Civil. Affirms the award of $1,522,302.61 in damages for Rembrandt Enterprises Inc. in its contract repudiation dispute with Rexing Quality Eggs, but reverses the district court’s denial of Rembrandt’s request for interest and fees. Finds the district court properly concluded that the resale remedy under Iowa’s version of the Uniform Commercial Code was the appropriate mechanism for calculating Rembrandt’s damages. Also finds Rexing waived its arguments challenging the jury’s damages award by not presenting them to the district court in a postverdict motion. Finally, finds the parties’ agreement fell within the Business Credit Exception to Iowa’s usury statute. Remands for further proceedings.
Indiana Supreme Court
New Nello Operating Co., LLC v. CompressAir
Civil collection. Reverses the St. Joseph Circuit Court’s grant of summary judgment to CompressAir in its lawsuit over unpaid piping work performed on Nello Operating Co.’s South Bend facility. Remands for judgment in favor of New Nello. Finds that continuity of ownership is necessary for the de-facto-merger and mere-continuation exceptions to apply after asset purchases, and neither applied after the assets of Nello Corp. were acquired through a strict-foreclosure agreement to satisfy its bank debt.
Indiana Supreme Court
State of Indiana v. Jarrell Luke Ellis
Criminal. Grants transfer and reverses the grant of Jarrell Luke Ellis’ motion to suppress evidence seized during the search of his home while he was on home detention. Finds the waiver of the “right against search and seizure” clearly informs a defendant that a search may be conducted without reasonable suspicion, and additional language discussing reasonable suspicion is unnecessary. Also finds that when an individual waives his rights against search and seizure, this waiver clearly encompasses the right to be free from search and seizure absent reasonable suspicion. Remands for further proceedings.
Nicholas Greenlee v. State of Indiana (mem. dec.)
Criminal. Affirms the revocation of Nicholas Greenlee’s probation. Finds Greenlee has failed to establish reversible error as to his allegations that his due process rights were violated before and during the revocation hearing.
DCG Services, Inc., Abydel Farms, LLC, John M. Divin, and Linda M. Divine v. Indiana Department of Natural Resources (mem. dec.)

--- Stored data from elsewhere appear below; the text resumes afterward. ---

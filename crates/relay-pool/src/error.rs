//! Pool error types.

use std::time::Duration;

use thiserror::Error;

/// Why a lease timed out.
#[derive(Debug, Clone, Copy, PartialEq, Eq)]
pub enum TimeoutCause {
    /// The wall-clock wait budget (or caller deadline) ran out.
    WaitExhausted,
    /// Every selection attempt was used without success.
    RetriesExhausted,
}

/// Errors that can occur during pool operations.
#[derive(Debug, Error)]
pub enum PoolError {
    /// The wait budget or the caller's deadline expired before a
    /// connection became available.
    #[error("unable to obtain a connection: wait time exhausted after {waited:?}")]
    WaitTimeout {
        /// Time spent waiting.
        waited: Duration,
    },

    /// All selection attempts failed before the wait budget expired.
    #[error("unable to obtain a connection after {attempts} attempts")]
    RetriesExhausted {
        /// Number of selection attempts made.
        attempts: u32,
    },

    /// The caller cancelled the lease.
    #[error("connection lease cancelled")]
    Cancelled,

    /// Pool is closed.
    #[error("pool is closed")]
    Closed,

    /// Pool configuration error.
    #[error("pool configuration error: {0}")]
    Configuration(String),
}

impl PoolError {
    /// Check if this is a lease timeout (either cause).
    #[must_use]
    pub fn is_timeout(&self) -> bool {
        self.timeout_cause().is_some()
    }

    /// Get the cause of a lease timeout.
    #[must_use]
    pub fn timeout_cause(&self) -> Option<TimeoutCause> {
        match self {
            Self::WaitTimeout { .. } => Some(TimeoutCause::WaitExhausted),
            Self::RetriesExhausted { .. } => Some(TimeoutCause::RetriesExhausted),
            _ => None,
        }
    }
}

Civil plenary. Affirms the denial of DCG Services Inc., Abydel Farms LLC, John M. Divine and Linda M. Divine’s petition for judicial review of the Natural Resources Commission’s final order upholding the notice of violation issued against them by the Indiana Department of Natural Resources for violations of the Indiana Flood Control Act. Finds the Divines have failed to carry their burden to show that the appointment of an administrative law judge was unconstitutional. Also finds the NRC’s final order is supported by substantial evidence.
Gregory Bergman v. Susan Markley (mem. dec.)
Domestic relations. Affirms and reverses in part the Howard Superior Court’s orders on the division of Gregory Bergman’s pension benefits and Federal Employees Retirement System civilian pension. Finds the trial court erred in finding that wife Susan Markley was entitled to 22% of Bergman’s pension benefits. Also finds the trial court did not err in finding Bergman’s FERS civilian pension was not vested as of the date Markley filed for divorce. Remands with the instructions.
Telecom, LLC, d/b/a Priority Communications, LLC v. Affordable Telephones, LLC, and M. Scott Taylor (mem. dec.)
Civil plenary. Affirms the denial of Telecom LLC d/b/a Priority Communications LLC’s motion for preliminary injunction against Affordable Telephones LLC and M. Scott Taylor. Finds that because Priority failed to meet at least one of the four requirements for a preliminary injunction, the Marion Superior Court did not abuse its discretion in denying Priority’s motion.